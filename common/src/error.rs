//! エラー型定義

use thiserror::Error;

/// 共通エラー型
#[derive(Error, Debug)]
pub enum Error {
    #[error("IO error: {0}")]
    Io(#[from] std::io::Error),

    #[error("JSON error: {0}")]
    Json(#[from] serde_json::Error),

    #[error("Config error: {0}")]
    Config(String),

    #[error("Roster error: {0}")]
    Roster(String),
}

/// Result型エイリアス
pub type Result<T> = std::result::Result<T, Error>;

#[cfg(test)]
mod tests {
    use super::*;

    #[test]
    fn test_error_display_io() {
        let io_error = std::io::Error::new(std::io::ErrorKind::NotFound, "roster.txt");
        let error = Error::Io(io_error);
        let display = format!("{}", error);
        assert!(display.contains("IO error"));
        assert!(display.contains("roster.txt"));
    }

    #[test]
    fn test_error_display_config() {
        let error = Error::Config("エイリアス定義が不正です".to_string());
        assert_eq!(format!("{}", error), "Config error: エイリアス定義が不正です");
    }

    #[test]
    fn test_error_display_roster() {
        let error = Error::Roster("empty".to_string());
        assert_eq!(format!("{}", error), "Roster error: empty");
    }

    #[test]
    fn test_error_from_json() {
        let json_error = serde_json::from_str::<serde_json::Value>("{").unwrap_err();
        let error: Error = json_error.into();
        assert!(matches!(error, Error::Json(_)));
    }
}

■ ■ ■

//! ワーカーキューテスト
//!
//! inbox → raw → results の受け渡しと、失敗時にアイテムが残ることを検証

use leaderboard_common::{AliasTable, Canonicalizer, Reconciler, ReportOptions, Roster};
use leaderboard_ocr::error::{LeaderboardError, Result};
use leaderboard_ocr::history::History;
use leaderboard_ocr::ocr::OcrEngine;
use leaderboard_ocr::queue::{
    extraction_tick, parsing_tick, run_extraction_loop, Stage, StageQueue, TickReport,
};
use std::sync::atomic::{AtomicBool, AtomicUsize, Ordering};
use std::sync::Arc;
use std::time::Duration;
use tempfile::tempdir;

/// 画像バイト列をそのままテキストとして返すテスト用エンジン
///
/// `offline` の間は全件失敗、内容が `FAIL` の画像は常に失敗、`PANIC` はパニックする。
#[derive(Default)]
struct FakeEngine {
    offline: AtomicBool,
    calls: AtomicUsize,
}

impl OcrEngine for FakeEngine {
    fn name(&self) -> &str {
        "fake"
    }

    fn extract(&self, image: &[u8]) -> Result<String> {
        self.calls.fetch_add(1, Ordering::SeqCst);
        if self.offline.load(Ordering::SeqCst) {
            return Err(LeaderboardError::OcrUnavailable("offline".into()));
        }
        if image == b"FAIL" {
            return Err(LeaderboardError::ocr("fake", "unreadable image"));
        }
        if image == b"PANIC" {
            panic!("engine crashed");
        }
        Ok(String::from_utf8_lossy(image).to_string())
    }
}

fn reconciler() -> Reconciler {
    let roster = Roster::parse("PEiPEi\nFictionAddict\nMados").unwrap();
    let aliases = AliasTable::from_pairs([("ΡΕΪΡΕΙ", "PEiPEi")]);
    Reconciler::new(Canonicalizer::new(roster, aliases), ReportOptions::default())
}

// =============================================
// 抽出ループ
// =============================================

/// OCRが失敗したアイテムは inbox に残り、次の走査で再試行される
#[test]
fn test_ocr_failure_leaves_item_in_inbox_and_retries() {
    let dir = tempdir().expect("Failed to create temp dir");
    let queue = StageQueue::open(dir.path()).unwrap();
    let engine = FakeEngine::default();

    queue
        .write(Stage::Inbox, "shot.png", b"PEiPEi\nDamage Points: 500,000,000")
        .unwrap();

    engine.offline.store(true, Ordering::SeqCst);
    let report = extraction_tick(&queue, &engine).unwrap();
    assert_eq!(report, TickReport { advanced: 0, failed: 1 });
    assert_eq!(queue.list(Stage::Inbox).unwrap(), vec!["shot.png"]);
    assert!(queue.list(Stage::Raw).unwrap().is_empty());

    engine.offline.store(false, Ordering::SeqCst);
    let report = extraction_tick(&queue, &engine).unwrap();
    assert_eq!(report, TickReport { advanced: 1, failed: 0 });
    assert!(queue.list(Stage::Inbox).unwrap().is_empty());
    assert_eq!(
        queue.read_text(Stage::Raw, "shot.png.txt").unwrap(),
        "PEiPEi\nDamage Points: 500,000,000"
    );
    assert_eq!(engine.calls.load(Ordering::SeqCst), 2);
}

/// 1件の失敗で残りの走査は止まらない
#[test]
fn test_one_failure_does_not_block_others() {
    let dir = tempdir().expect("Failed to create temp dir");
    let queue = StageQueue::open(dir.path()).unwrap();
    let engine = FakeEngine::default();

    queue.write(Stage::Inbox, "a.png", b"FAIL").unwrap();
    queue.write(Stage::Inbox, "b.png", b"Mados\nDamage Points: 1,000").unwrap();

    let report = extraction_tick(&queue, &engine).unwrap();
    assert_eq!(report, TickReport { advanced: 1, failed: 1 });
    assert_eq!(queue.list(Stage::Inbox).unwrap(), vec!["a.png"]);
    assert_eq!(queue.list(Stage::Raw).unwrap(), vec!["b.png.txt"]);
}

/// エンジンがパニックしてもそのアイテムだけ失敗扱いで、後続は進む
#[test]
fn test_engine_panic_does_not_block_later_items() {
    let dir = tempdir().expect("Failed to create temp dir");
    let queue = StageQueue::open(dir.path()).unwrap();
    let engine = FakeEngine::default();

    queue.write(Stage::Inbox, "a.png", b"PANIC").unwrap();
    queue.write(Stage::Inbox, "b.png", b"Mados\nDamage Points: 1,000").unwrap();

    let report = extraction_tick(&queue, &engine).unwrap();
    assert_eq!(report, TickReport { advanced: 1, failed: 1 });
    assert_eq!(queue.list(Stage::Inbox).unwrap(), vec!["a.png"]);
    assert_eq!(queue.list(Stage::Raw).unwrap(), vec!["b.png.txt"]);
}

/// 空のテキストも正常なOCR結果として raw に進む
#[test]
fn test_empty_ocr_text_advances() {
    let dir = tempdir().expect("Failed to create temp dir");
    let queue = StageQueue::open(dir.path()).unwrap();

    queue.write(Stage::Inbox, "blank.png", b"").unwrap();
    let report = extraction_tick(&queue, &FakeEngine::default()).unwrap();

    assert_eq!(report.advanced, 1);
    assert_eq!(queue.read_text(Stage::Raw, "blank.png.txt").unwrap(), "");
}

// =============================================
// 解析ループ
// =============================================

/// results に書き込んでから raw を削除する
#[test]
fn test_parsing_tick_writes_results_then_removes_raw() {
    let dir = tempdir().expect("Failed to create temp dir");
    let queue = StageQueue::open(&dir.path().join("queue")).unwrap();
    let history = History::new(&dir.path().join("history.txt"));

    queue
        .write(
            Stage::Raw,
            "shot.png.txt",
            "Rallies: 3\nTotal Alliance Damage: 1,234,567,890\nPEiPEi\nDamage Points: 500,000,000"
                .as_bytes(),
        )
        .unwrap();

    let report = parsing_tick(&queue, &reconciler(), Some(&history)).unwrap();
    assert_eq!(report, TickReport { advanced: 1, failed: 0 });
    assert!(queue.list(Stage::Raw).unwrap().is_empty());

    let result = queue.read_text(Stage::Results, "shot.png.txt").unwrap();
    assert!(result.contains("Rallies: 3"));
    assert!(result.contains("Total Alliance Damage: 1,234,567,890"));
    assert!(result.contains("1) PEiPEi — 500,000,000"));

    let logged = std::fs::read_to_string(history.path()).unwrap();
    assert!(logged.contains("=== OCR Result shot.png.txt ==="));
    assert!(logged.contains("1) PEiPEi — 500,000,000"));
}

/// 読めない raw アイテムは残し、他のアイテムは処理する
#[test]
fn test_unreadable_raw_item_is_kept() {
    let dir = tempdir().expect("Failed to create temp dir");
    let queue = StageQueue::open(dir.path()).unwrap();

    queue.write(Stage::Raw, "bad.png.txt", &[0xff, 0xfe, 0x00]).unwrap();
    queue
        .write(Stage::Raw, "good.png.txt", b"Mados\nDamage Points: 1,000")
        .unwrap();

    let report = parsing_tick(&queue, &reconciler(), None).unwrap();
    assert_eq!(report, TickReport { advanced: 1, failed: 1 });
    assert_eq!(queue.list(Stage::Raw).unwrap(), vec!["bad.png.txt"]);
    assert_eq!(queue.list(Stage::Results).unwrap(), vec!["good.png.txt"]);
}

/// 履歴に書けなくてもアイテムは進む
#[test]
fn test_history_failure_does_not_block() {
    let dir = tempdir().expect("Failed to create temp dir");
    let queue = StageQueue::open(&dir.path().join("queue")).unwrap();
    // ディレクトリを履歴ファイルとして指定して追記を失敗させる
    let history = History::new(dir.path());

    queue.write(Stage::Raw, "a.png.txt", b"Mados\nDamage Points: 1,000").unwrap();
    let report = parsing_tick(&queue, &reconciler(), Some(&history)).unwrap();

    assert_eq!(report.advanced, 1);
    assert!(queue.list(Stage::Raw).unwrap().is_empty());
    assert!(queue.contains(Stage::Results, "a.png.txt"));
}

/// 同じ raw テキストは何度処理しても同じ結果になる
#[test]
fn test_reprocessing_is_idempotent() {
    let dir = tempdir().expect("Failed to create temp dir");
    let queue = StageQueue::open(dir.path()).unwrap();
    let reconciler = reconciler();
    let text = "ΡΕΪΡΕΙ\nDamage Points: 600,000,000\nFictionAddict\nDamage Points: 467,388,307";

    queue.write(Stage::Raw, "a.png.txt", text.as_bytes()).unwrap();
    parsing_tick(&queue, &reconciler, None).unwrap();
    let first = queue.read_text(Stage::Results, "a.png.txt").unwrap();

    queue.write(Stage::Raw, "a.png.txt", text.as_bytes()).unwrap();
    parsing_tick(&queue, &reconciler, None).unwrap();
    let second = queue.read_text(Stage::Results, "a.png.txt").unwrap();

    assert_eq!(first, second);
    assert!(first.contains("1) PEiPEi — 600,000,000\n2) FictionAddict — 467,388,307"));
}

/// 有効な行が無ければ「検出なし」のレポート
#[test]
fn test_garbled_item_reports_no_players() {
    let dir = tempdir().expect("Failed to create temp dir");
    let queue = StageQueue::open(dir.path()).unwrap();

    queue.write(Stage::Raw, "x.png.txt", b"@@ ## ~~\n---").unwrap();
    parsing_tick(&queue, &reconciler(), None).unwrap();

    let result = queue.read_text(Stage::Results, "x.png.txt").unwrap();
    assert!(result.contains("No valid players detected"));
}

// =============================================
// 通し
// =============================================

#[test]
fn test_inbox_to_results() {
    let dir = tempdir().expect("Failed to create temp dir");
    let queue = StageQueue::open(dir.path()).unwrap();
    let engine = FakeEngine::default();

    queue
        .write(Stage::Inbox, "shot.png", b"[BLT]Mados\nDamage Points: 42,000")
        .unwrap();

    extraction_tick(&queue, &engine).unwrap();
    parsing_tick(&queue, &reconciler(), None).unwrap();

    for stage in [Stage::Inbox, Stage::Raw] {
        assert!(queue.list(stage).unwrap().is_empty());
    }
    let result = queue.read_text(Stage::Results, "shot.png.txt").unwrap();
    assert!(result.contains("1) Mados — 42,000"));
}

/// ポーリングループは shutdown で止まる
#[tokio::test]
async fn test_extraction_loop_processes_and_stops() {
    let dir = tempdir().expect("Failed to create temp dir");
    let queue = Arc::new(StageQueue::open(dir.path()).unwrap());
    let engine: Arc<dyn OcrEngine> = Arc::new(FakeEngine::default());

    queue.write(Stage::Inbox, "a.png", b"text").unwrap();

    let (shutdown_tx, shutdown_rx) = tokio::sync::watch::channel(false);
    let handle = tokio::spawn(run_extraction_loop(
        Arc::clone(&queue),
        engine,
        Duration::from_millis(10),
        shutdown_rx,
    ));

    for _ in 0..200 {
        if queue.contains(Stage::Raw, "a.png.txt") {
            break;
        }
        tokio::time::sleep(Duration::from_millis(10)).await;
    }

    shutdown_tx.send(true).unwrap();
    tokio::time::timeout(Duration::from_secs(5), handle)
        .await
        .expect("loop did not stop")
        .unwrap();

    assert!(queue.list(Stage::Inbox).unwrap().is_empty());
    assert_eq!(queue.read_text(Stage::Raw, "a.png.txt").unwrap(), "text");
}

■ ■ ■

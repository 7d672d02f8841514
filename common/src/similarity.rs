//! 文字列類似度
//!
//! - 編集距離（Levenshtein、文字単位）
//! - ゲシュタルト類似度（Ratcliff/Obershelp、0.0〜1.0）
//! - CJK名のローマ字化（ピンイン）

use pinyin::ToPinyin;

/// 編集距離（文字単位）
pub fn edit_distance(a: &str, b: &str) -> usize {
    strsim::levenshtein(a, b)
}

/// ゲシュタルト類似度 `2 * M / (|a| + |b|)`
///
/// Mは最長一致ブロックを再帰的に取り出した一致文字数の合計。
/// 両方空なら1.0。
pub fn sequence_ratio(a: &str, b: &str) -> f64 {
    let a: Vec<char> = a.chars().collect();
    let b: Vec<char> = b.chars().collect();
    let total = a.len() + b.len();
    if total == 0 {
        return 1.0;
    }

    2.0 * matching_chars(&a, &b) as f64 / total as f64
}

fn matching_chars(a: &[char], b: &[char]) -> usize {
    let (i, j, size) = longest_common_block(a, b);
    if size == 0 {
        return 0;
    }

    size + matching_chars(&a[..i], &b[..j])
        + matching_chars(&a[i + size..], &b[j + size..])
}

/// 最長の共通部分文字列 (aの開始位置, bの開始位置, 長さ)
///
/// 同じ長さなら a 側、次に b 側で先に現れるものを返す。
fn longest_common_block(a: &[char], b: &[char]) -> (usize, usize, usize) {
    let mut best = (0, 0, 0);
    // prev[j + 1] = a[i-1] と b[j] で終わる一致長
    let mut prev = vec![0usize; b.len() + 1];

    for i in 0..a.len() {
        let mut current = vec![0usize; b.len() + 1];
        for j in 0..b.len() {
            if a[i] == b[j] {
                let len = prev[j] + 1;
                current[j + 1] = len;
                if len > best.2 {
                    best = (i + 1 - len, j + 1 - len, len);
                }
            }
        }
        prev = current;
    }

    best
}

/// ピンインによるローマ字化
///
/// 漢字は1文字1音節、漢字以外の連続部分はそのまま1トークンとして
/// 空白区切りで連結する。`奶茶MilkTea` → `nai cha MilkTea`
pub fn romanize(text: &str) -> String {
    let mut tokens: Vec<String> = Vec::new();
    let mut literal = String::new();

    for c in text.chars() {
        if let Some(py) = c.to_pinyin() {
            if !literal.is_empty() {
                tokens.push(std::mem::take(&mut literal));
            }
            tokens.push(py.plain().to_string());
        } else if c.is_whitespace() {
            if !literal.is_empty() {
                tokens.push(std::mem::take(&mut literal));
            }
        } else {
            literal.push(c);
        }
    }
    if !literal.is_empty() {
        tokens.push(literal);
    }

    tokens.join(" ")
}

■ ■ ■

ASSIGNMENT – When a line in the listing has the string "OcrEngine" in it, return that line.

COMPLETED EXERCISE –
use leaderboard_ocr::ocr::OcrEngine;
impl OcrEngine for FakeEngine {
    let engine: Arc<dyn OcrEngine> = Arc::new(FakeEngine::default());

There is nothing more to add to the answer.